[The problem]
Restate the records so that not a single word differs.

[Data to use]
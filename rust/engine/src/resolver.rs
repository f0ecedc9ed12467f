// This Source Code Form is subject to the terms of the Mozilla Public
// License, v. 2.0. If a copy of the MPL was not distributed with this
// file, You can obtain one at https://mozilla.org/MPL/2.0/.

//! Cross-model element resolution.
//!
//! A picked host may live in the active document or inside a linked model.
//! Resolution returns the element, the document that owns it and the
//! transform that maps its geometry into the active document's frame.

use crate::error::{Error, Result};
use nalgebra::Matrix4;
use sleeve_lite_model::{
    Conduit, Document, Element, ElementId, ElementReference, LinkInstance, Project,
};

/// A host element located and framed for the active document
#[derive(Debug, Clone, Copy)]
pub struct ResolvedHost<'p> {
    pub reference: ElementReference,
    pub element: &'p Element,
    /// Document the element belongs to
    pub document: &'p Document,
    /// Link instance the element was reached through, if any
    pub link: Option<&'p LinkInstance>,
    /// Host frame into the active frame; identity for local hosts
    pub transform: Matrix4<f64>,
}

impl ResolvedHost<'_> {
    pub fn is_linked(&self) -> bool {
        self.link.is_some()
    }
}

/// Resolve a picked host reference
pub fn resolve_host(project: &Project, reference: ElementReference) -> Result<ResolvedHost<'_>> {
    let resolved = match reference {
        ElementReference::Local(id) => ResolvedHost {
            reference,
            element: project
                .active()
                .element(id)
                .ok_or(Error::ElementNotFound(id))?,
            document: project.active(),
            link: None,
            transform: Matrix4::identity(),
        },
        ElementReference::Linked { link, element } => {
            let instance = project
                .active()
                .link(link)
                .ok_or(Error::LinkInstanceNotFound(link))?;
            let document = project
                .linked_document(&instance.document_name)
                .ok_or_else(|| Error::LinkDocumentNotLoaded(instance.document_name.clone()))?;
            let found = document
                .element(element)
                .ok_or_else(|| Error::LinkedElementNotFound {
                    document: document.name.clone(),
                    element,
                })?;
            ResolvedHost {
                reference,
                element: found,
                document,
                link: Some(instance),
                transform: instance.transform,
            }
        }
    };

    if resolved.element.host_kind().is_none() {
        return Err(Error::NotAHost(reference));
    }
    tracing::debug!(
        host = %reference,
        document = %resolved.document.name,
        linked = resolved.is_linked(),
        "Resolved host element"
    );
    Ok(resolved)
}

/// Resolve a conduit in the active document
pub fn resolve_conduit(project: &Project, id: ElementId) -> Result<(&Element, &Conduit)> {
    let element = project.active().require_element(id)?;
    let conduit = element.as_conduit().ok_or(Error::NotAConduit(id))?;
    Ok((element, conduit))
}

#[cfg(test)]
mod tests {
    use super::*;
    use approx::assert_relative_eq;
    use nalgebra::{Point3, Vector3};
    use sleeve_lite_model::{HostKind, LinkInstanceId};

    fn project() -> Project {
        let mut active = Document::new("MEP");
        active.add_element(Element::host_box(
            ElementId(1),
            "Local beam",
            HostKind::Beam,
            Point3::origin(),
            Point3::new(1.0, 1.0, 1.0),
        ));
        active.add_link(LinkInstance::new(
            LinkInstanceId(10),
            "STR link",
            "STR",
            Matrix4::new_translation(&Vector3::new(5000.0, 0.0, 0.0)),
        ));
        active.add_link(LinkInstance::new(
            LinkInstanceId(11),
            "ARC link",
            "ARC",
            Matrix4::identity(),
        ));

        let mut linked = Document::new("STR");
        linked.add_element(Element::host_box(
            ElementId(1),
            "Linked slab",
            HostKind::Floor,
            Point3::origin(),
            Point3::new(1.0, 1.0, 1.0),
        ));

        let mut project = Project::new(active);
        project.load_link_document(linked);
        project
    }

    #[test]
    fn test_local_host_has_identity_transform() {
        let project = project();
        let host = resolve_host(&project, ElementReference::Local(ElementId(1))).unwrap();
        assert!(!host.is_linked());
        assert_eq!(host.document.name, "MEP");
        assert_relative_eq!(host.transform, Matrix4::identity());
    }

    #[test]
    fn test_linked_host_uses_link_transform_and_document() {
        let project = project();
        let reference = ElementReference::Linked {
            link: LinkInstanceId(10),
            element: ElementId(1),
        };
        let host = resolve_host(&project, reference).unwrap();
        assert_eq!(host.document.name, "STR");
        assert_eq!(host.element.name, "Linked slab");
        assert_relative_eq!(host.transform[(0, 3)], 5000.0);
    }

    #[test]
    fn test_link_failures_are_distinct() {
        let project = project();
        let missing_link = ElementReference::Linked {
            link: LinkInstanceId(99),
            element: ElementId(1),
        };
        assert!(matches!(
            resolve_host(&project, missing_link),
            Err(Error::LinkInstanceNotFound(LinkInstanceId(99)))
        ));

        let unloaded = ElementReference::Linked {
            link: LinkInstanceId(11),
            element: ElementId(1),
        };
        assert!(matches!(
            resolve_host(&project, unloaded),
            Err(Error::LinkDocumentNotLoaded(name)) if name == "ARC"
        ));

        let missing_element = ElementReference::Linked {
            link: LinkInstanceId(10),
            element: ElementId(7),
        };
        assert!(matches!(
            resolve_host(&project, missing_element),
            Err(Error::LinkedElementNotFound { element: ElementId(7), .. })
        ));
    }

    #[test]
    fn test_conduit_resolution_checks_kind() {
        let project = project();
        assert!(matches!(
            resolve_conduit(&project, ElementId(1)),
            Err(Error::NotAConduit(ElementId(1)))
        ));
        assert!(matches!(
            resolve_conduit(&project, ElementId(2)),
            Err(Error::ElementNotFound(ElementId(2)))
        ));
    }
}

[Reply]
filename rust/engine/src/resolver.rs
repository f0ecedc9ed12467f
// This Source Code Form is subject to the terms of the Mozilla Public
// License, v. 2.0. If a copy of the MPL was not distributed with this
// file, You can obtain one at https://mozilla.org/MPL/2.0/.

//! Cross-model element resolution.
//!
//! A picked host may live in the active document or inside a linked model.
//! Resolution returns the element, the document that owns it and the
//! transform that maps its geometry into the active document's frame.

use crate::error::{Error, Result};
use nalgebra::Matrix4;
use sleeve_lite_model::{
    Conduit, Document, Element, ElementId, ElementReference, LinkInstance, Project,
};

/// A host element located and framed for the active document
#[derive(Debug, Clone, Copy)]
pub struct ResolvedHost<'p> {
    pub reference: ElementReference,
    pub element: &'p Element,
    /// Document the element belongs to
    pub document: &'p Document,
    /// Link instance the element was reached through, if any
    pub link: Option<&'p LinkInstance>,
    /// Host frame into the active frame; identity for local hosts
    pub transform: Matrix4<f64>,
}

impl ResolvedHost<'_> {
    pub fn is_linked(&self) -> bool {
        self.link.is_some()
    }
}

/// Resolve a picked host reference
pub fn resolve_host(project: &Project, reference: ElementReference) -> Result<ResolvedHost<'_>> {
    let resolved = match reference {
        ElementReference::Local(id) => ResolvedHost {
            reference,
            element: project
                .active()
                .element(id)
                .ok_or(Error::ElementNotFound(id))?,
            document: project.active(),
            link: None,
            transform: Matrix4::identity(),
        },
        ElementReference::Linked { link, element } => {
            let instance = project
                .active()
                .link(link)
                .ok_or(Error::LinkInstanceNotFound(link))?;
            let document = project
                .linked_document(&instance.document_name)
                .ok_or_else(|| Error::LinkDocumentNotLoaded(instance.document_name.clone()))?;
            let found = document
                .element(element)
                .ok_or_else(|| Error::LinkedElementNotFound {
                    document: document.name.clone(),
                    element,
                })?;
            ResolvedHost {
                reference,
                element: found,
                document,
                link: Some(instance),
                transform: instance.transform,
            }
        }
    };

    if resolved.element.host_kind().is_none() {
        return Err(Error::NotAHost(reference));
    }
    tracing::debug!(
        host = %reference,
        document = %resolved.document.name,
        linked = resolved.is_linked(),
        "Resolved host element"
    );
    Ok(resolved)
}

/// Resolve a conduit in the active document
pub fn resolve_conduit(project: &Project, id: ElementId) -> Result<(&Element, &Conduit)> {
    let element = project.active().require_element(id)?;
    let conduit = element.as_conduit().ok_or(Error::NotAConduit(id))?;
    Ok((element, conduit))
}

#[cfg(test)]
mod tests {
    use super::*;
    use approx::assert_relative_eq;
    use nalgebra::{Point3, Vector3};
    use sleeve_lite_model::{HostKind, LinkInstanceId};

    fn project() -> Project {
        let mut active = Document::new("MEP");
        active.add_element(Element::host_box(
            ElementId(1),
            "Local beam",
            HostKind::Beam,
            Point3::origin(),
            Point3::new(1.0, 1.0, 1.0),
        ));
        active.add_link(LinkInstance::new(
            LinkInstanceId(10),
            "STR link",
            "STR",
            Matrix4::new_translation(&Vector3::new(5000.0, 0.0, 0.0)),
        ));
        active.add_link(LinkInstance::new(
            LinkInstanceId(11),
            "ARC link",
            "ARC",
            Matrix4::identity(),
        ));

        let mut linked = Document::new("STR");
        linked.add_element(Element::host_box(
            ElementId(1),
            "Linked slab",
            HostKind::Floor,
            Point3::origin(),
            Point3::new(1.0, 1.0, 1.0),
        ));

        let mut project = Project::new(active);
        project.load_link_document(linked);
        project
    }

    #[test]
    fn test_local_host_has_identity_transform() {
        let project = project();
        let host = resolve_host(&project, ElementReference::Local(ElementId(1))).unwrap();
        assert!(!host.is_linked());
        assert_eq!(host.document.name, "MEP");
        assert_relative_eq!(host.transform, Matrix4::identity());
    }

    #[test]
    fn test_linked_host_uses_link_transform_and_document() {
        let project = project();
        let reference = ElementReference::Linked {
            link: LinkInstanceId(10),
            element: ElementId(1),
        };
        let host = resolve_host(&project, reference).unwrap();
        assert_eq!(host.document.name, "STR");
        assert_eq!(host.element.name, "Linked slab");
        assert_relative_eq!(host.transform[(0, 3)], 5000.0);
    }

    #[test]
    fn test_link_failures_are_distinct() {
        let project = project();
        let missing_link = ElementReference::Linked {
            link: LinkInstanceId(99),
            element: ElementId(1),
        };
        assert!(matches!(
            resolve_host(&project, missing_link),
            Err(Error::LinkInstanceNotFound(LinkInstanceId(99)))
        ));

        let unloaded = ElementReference::Linked {
            link: LinkInstanceId(11),
            element: ElementId(1),
        };
        assert!(matches!(
            resolve_host(&project, unloaded),
            Err(Error::LinkDocumentNotLoaded(name)) if name == "ARC"
        ));

        let missing_element = ElementReference::Linked {
            link: LinkInstanceId(10),
            element: ElementId(7),
        };
        assert!(matches!(
            resolve_host(&project, missing_element),
            Err(Error::LinkedElementNotFound { element: ElementId(7), .. })
        ));
    }

    #[test]
    fn test_conduit_resolution_checks_kind() {
        let project = project();
        assert!(matches!(
            resolve_conduit(&project, ElementId(1)),
            Err(Error::NotAConduit(ElementId(1)))
        ));
        assert!(matches!(
            resolve_conduit(&project, ElementId(2)),
            Err(Error::ElementNotFound(ElementId(2)))
        ));
    }
}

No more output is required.